Cuando el vínculo analítico logra atravesar este sendero, el espacio analítico será aquel que funja como un espacio transformacional, donde podrán no solo reeditarse, sino experimentar por primera vez aquello que nunca pudo ser experimentado. Miriam Hernández, en su escrito: “El duelo como capacidad estética de la pulsión destino.”, explica que muchas veces, los pacientes no necesitan una explicación acerca de lo que les pasa, necesitan más bien una experiencia. “En este sentido, podríamos decir que el paciente necesita un vínculo, más que una razón; una co-creación con una mente separada” (Hernández, 2023).

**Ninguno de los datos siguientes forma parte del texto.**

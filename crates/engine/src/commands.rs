use waymark_primitives::Slot;

/// What a command does when dispatched.
#[derive(Debug, Clone, Copy, PartialEq, Eq)]
pub enum CommandAction {
	/// Bind (or toggle off) a slot at the active cursor.
	Set(Slot),
	/// Jump to a slot's saved position.
	Jump(Slot),
	/// Reveal the bookmark list panel.
	ShowList,
}

/// A host-bindable command definition.
///
/// The engine exposes commands as data; the host registers them with its
/// own command/hotkey system and routes invocations back through
/// [`dispatch`](crate::BookmarkController::dispatch).
#[derive(Debug, Clone, Copy)]
pub struct CommandDef {
	/// Stable id the host binds hotkeys to.
	pub id: &'static str,
	/// Human-readable description for palettes and keymap UIs.
	pub description: &'static str,
	pub action: CommandAction,
}

/// All bookmark commands: one set/jump pair per slot plus the list command.
pub const COMMANDS: [CommandDef; 19] = [
	CommandDef {
		id: "set-bookmark-1",
		description: "Set bookmark 1 at the cursor",
		action: CommandAction::Set(Slot::ALL[0]),
	},
	CommandDef {
		id: "set-bookmark-2",
		description: "Set bookmark 2 at the cursor",
		action: CommandAction::Set(Slot::ALL[1]),
	},
	CommandDef {
		id: "set-bookmark-3",
		description: "Set bookmark 3 at the cursor",
		action: CommandAction::Set(Slot::ALL[2]),
	},
	CommandDef {
		id: "set-bookmark-4",
		description: "Set bookmark 4 at the cursor",
		action: CommandAction::Set(Slot::ALL[3]),
	},
	CommandDef {
		id: "set-bookmark-5",
		description: "Set bookmark 5 at the cursor",
		action: CommandAction::Set(Slot::ALL[4]),
	},
	CommandDef {
		id: "set-bookmark-6",
		description: "Set bookmark 6 at the cursor",
		action: CommandAction::Set(Slot::ALL[5]),
	},
	CommandDef {
		id: "set-bookmark-7",
		description: "Set bookmark 7 at the cursor",
		action: CommandAction::Set(Slot::ALL[6]),
	},
	CommandDef {
		id: "set-bookmark-8",
		description: "Set bookmark 8 at the cursor",
		action: CommandAction::Set(Slot::ALL[7]),
	},
	CommandDef {
		id: "set-bookmark-9",
		description: "Set bookmark 9 at the cursor",
		action: CommandAction::Set(Slot::ALL[8]),
	},
	CommandDef {
		id: "jump-to-bookmark-1",
		description: "Jump to bookmark 1",
		action: CommandAction::Jump(Slot::ALL[0]),
	},
	CommandDef {
		id: "jump-to-bookmark-2",
		description: "Jump to bookmark 2",
		action: CommandAction::Jump(Slot::ALL[1]),
	},
	CommandDef {
		id: "jump-to-bookmark-3",
		description: "Jump to bookmark 3",
		action: CommandAction::Jump(Slot::ALL[2]),
	},
	CommandDef {
		id: "jump-to-bookmark-4",
		description: "Jump to bookmark 4",
		action: CommandAction::Jump(Slot::ALL[3]),
	},
	CommandDef {
		id: "jump-to-bookmark-5",
		description: "Jump to bookmark 5",
		action: CommandAction::Jump(Slot::ALL[4]),
	},
	CommandDef {
		id: "jump-to-bookmark-6",
		description: "Jump to bookmark 6",
		action: CommandAction::Jump(Slot::ALL[5]),
	},
	CommandDef {
		id: "jump-to-bookmark-7",
		description: "Jump to bookmark 7",
		action: CommandAction::Jump(Slot::ALL[6]),
	},
	CommandDef {
		id: "jump-to-bookmark-8",
		description: "Jump to bookmark 8",
		action: CommandAction::Jump(Slot::ALL[7]),
	},
	CommandDef {
		id: "jump-to-bookmark-9",
		description: "Jump to bookmark 9",
		action: CommandAction::Jump(Slot::ALL[8]),
	},
	CommandDef {
		id: "show-bookmark-list",
		description: "Show the bookmark list",
		action: CommandAction::ShowList,
	},
];

/// Looks up a command definition by id.
pub fn find(id: &str) -> Option<&'static CommandDef> {
	COMMANDS.iter().find(|def| def.id == id)
}
#![cfg_attr(test, allow(unused_crate_dependencies))]
//! Bookmark state and cross-view synchronization engine.
//!
//! A single [`BookmarkController`] owns the canonical store and drives
//! every view of it:
//!
//! ```text
//! command / lifecycle event
//!         │
//!         ▼
//! BookmarkController
//!         ├── BookmarkStore        // slot → entry, write-through persistence
//!         ├── HighlightProjector   // minimal-delta line decorations
//!         └── ObserverHub          // list panel + ribbon, coalesced renders
//! ```
//!
//! The host is reached only through the capability traits in
//! [`waymark_host`]; commands arrive as ids through
//! [`BookmarkController::dispatch`].

/// Command surface: static definitions and dispatch actions.
pub mod commands;
/// Engine configuration.
pub mod config;
/// Command orchestration over the host capability seam.
pub mod controller;
/// Engine error types.
pub mod error;
/// List panel row assembly.
pub mod list;
/// Observer registry with per-observer render coalescing.
pub mod observer;
/// Minimal-delta projection of bookmarks onto line decorations.
pub mod projector;
#[cfg(test)]
pub(crate) mod testing;

pub use commands::{COMMANDS, CommandAction, CommandDef};
pub use config::EngineConfig;
pub use controller::{BookmarkController, SlotSummary};
pub use error::CommandError;
pub use list::BookmarkListItem;
pub use observer::{Observer, ObserverHub, ObserverId, RenderContext};
pub use projector::{BOOKMARK_CLASS, HighlightProjector, slot_class};
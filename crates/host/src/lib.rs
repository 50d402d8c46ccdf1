//! Host capability seam for the bookmark engine.
//!
//! The engine never talks to a concrete editor. Everything it needs from
//! the host (settings persistence, document lookup, cursor movement,
//! line decorations, user notices) is expressed as a narrow object-safe
//! trait here, implemented host-side and handed to the engine at
//! construction time.
//!
//! Mock implementations of these traits are what the engine's tests run
//! against.

/// Capability traits implemented by the host.
pub mod capabilities;
/// Errors crossing the host seam.
pub mod error;
/// Transient user-facing notices.
pub mod notice;

pub use capabilities::{
	ActiveContext, ActiveView, DocumentHost, EditorSurface, HighlightSurface, NoticeSink,
	SettingsStore,
};
pub use error::HostError;
pub use notice::{Level, Notice};
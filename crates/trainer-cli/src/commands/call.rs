//! Call command implementation.

use std::time::Duration;

use anyhow::{Context, Result};
use owo_colors::OwoColorize;
use trainer_core::{CallArgs, EngineConfig};

use super::parse::{parse_hex_address, parse_int};

pub struct CallRequest<'a> {
    pub address: &'a str,
    pub relative: bool,
    pub ints: &'a [String],
    pub floats: &'a [f32],
    pub string: Option<&'a str>,
}

/// Run the call command
pub fn run(config: EngineConfig, wait: Duration, request: CallRequest<'_>) -> Result<()> {
    let address = parse_hex_address(request.address)?;
    let ints = request
        .ints
        .iter()
        .map(|s| parse_int(s))
        .collect::<Result<Vec<_>>>()?;
    let args = CallArgs::new(&ints, request.floats)?;

    let engine = super::connect(config, wait)?;
    let target = if request.relative {
        engine.memory().base_address().wrapping_add(address)
    } else {
        address
    };

    let result = match request.string {
        Some(text) => engine.call_with_string(target, text),
        None => engine.call(target, &args),
    }
    .with_context(|| format!("Call to {:#X} failed", target))?;

    println!(
        "{:#X} returned {} ({})",
        target,
        result.bold(),
        format!("{:#X}", result as u32).dimmed()
    );
    Ok(())
}
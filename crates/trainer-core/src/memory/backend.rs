use std::time::Duration;

use crate::error::{Error, Result};

/// How a remote execution unit ended.
#[derive(Debug, Clone, Copy, PartialEq, Eq)]
pub enum ThreadOutcome {
    /// The thread returned; carries its exit code.
    Completed(u32),
    /// The bounded wait elapsed before the thread finished.
    TimedOut,
    /// The target process died while the thread was running.
    ProcessExited,
}

/// Raw result of waiting on a remote thread, before liveness is considered.
#[derive(Debug, Clone, PartialEq, Eq)]
pub enum ThreadWait {
    /// The thread handle was signaled.
    Signaled,
    TimedOut,
    /// The wait itself failed or was abandoned.
    Failed(String),
}

/// Decide how a remote thread at `entry` ended.
///
/// A thread handle is also signaled when its whole process ends, so a dead
/// target wins over a signaled wait: its exit code would be the process's.
pub fn classify_thread_wait(
    entry: u64,
    wait: ThreadWait,
    process_alive: bool,
    exit_code: impl FnOnce() -> Result<u32>,
) -> Result<ThreadOutcome> {
    if !process_alive {
        return Ok(ThreadOutcome::ProcessExited);
    }
    match wait {
        ThreadWait::Signaled => exit_code().map(ThreadOutcome::Completed),
        ThreadWait::TimedOut => Ok(ThreadOutcome::TimedOut),
        ThreadWait::Failed(message) => Err(Error::WaitFailed {
            address: entry,
            message,
        }),
    }
}

/// Raw access to another process's address space.
///
/// Everything above this trait (chain resolution, typed reads, scanning,
/// remote calls) is written against it, so tests can swap in a fake backend.
pub trait ProcessMemory: Send + Sync {
    fn read_bytes(&self, address: u64, size: usize) -> Result<Vec<u8>>;

    fn write_bytes(&self, address: u64, data: &[u8]) -> Result<()>;

    /// Reserve read/write/execute memory inside the target.
    fn allocate(&self, size: usize) -> Result<u64>;

    fn free(&self, address: u64) -> Result<()>;

    /// Run the code at `entry` as an independent thread of the target and wait
    /// at most `timeout` for it to finish.
    fn execute(&self, entry: u64, timeout: Duration) -> Result<ThreadOutcome>;

    /// Whether the target process is still running.
    fn is_alive(&self) -> bool;

    fn read_u64(&self, address: u64) -> Result<u64> {
        let bytes = self.read_bytes(address, 8)?;
        let array: [u8; 8] = bytes
            .as_slice()
            .try_into()
            .map_err(|_| Error::MemoryReadFailed {
                address,
                message: format!("short read ({} bytes)", bytes.len()),
            })?;
        Ok(u64::from_le_bytes(array))
    }
}
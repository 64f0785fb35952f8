mod heartbeat;
mod lifecycle;
mod predicate;
mod shared;
mod status;
mod watch;

pub use heartbeat::HeartbeatSignal;
pub use lifecycle::ProcessSession;
pub use predicate::{DefaultPredicate, Transition, TransitionPredicate};
pub use shared::SessionShared;
pub use status::{SharedStatus, Status, StatusListener};
pub use watch::{ChainWatch, WatchSource, Watched};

En medio del desastre, el sujeto tenderá a olvidar, a escindir, a negar, pues es lo que ha aprendido a hacer con lo que ha estado a su alcance, en algunos casos, aquello que el espacio analítico ofrece no podrá ser incorporado y entonces, será rechazado, vomitado. Pero en otros casos, el espacio analítico podrá fungir como aquel destello que alberga un sin fin de posibilidades. Un destello entre las ruinas, entre los escombros, un destello que, en conjunto, paciente y analista podrán descubrir, descubrir los recuerdos que la memoria perdió y experimentar lo que antes no se vivió.

Y cuando se creía, que solo ruinas había, entre el polvo y los escombros, un capullo se escondía.

Bibliografía

  • Bollas, C. (1987). La sombra del objeto: Psicoanálisis de lo sabido no pensado. Ed. Amorrortu. Buenos Aires.
  • Botella, C. (2011). Sur les “limitations” de la méthode freudienne. Revue Française de Psycho- somatique, 40, 109-132.
  • Botella, C., & Botella, S. (1992). La posición metapsicológica de la percepción y lo irrepresentable. Revista de Psicoanálisis, 49, 3/4.
  • Freud, S. (1894) Las neuropsicosis de defensa. En Obras completas Vol. III. Buenos Aires: Amorrortu editores, 1976.
  • Freud, S. (1896a) Nuevas puntualizaciones sobre las neuropsicosis de defensa. En Obras completas Vol. III. Buenos Aires: Amorrortu editores.
  • Gónzalez, A. (s.f) Objeto acompañante en las crisis post-traumáticas.
  • Hernández, M. (2023). El duelo como capacidad estética de la pulsión destino. Una mirada intersubjetiva. Comunicación personal.
  • Roussillon, R. (1999). Agonie, clivage et symbolisation. Paris: PUF.
  • Winnicott, D.W. (1963). El miedo al derrumbe. En: Exploraciones psicoanalíticas I. Buenos Aires: Paidós, 1993.